In fairness, in places like Dubai or Qatar, where that panopticon exists, the assumption that there is a panopticon has changed people living there, I would argue temporarily, and I'll explain why.
To the extent that they do behave themselves very properly there.
I say temporarily because you see this phenomenon replicated throughout the Middle East where People are flying to Dubai from the Middle East and they're behaving themselves perfectly as they arrive.
And then on the flight back, it's absolute chaos once the plane hits the tarmac and things return to a very bad norm.
It's like raising children, really, isn't it?
In the sense that if you raise them with only engendering proper behavior through punishment, then as soon as you're absent, they're going to misbehave.

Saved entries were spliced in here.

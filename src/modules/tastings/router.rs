use axum::Router;
use tastelog_auth::ADMIN_ROLE;
use tastelog_config::{GENERAL_API, PUBLIC_READ, STRICT};

use crate::middleware::dispatcher::{MethodMap, create_handler};
use crate::middleware::pipeline::Pipeline;
use crate::state::AppState;

use super::controller::{create_tasting, delete_tasting, get_tasting, list_tastings};
use super::model::NewTasting;

pub fn init_tastings_router(state: &AppState) -> Router<AppState> {
    let read = Pipeline::new(state).rate_limit(PUBLIC_READ);
    let write = Pipeline::new(state)
        .csrf()
        .auth()
        .rate_limit_per_user(GENERAL_API)
        .validate::<NewTasting>();
    let moderate = Pipeline::new(state)
        .csrf()
        .rate_limit(STRICT)
        .auth()
        .require_role(ADMIN_ROLE);

    Router::new()
        .route(
            "/api/tastings",
            create_handler(
                MethodMap::new()
                    .route(read.get(list_tastings))
                    .route(write.post(create_tasting)),
            ),
        )
        .route(
            "/api/tastings/{id}",
            create_handler(
                MethodMap::new()
                    .route(read.get(get_tasting))
                    .route(moderate.delete(delete_tasting)),
            ),
        )
}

Whereas if you engender it by teaching them the moral reasons why it's good to be a good person and actually imbibe a sense of morality in them, then they'll police their own behavior, at least certainly better than they would otherwise.
And to expand on your point, I think what you're saying is that this mode of behavior for them relies on the panopticon existing.
And if it collapsed, they would go back to behaving in the same way that they always did.
Whereas with the English, if our panopticon collapsed and we just go back to behaving how it's normal for us, well, this is how we would behave.
It'd probably be better if it collapsed, to be honest.
Yeah.
And that's the thing.
But of course, this doesn't work for lots of places and lots of populations.
And so you introduce those populations and you get situations like this.
I don't want to hear these people.
And this is a farm stand in the Netherland, which has been left unattended because, again, it's the Netherlands.
They are expecting they can leave things unattended and won't get robbed because they can trust the people around them.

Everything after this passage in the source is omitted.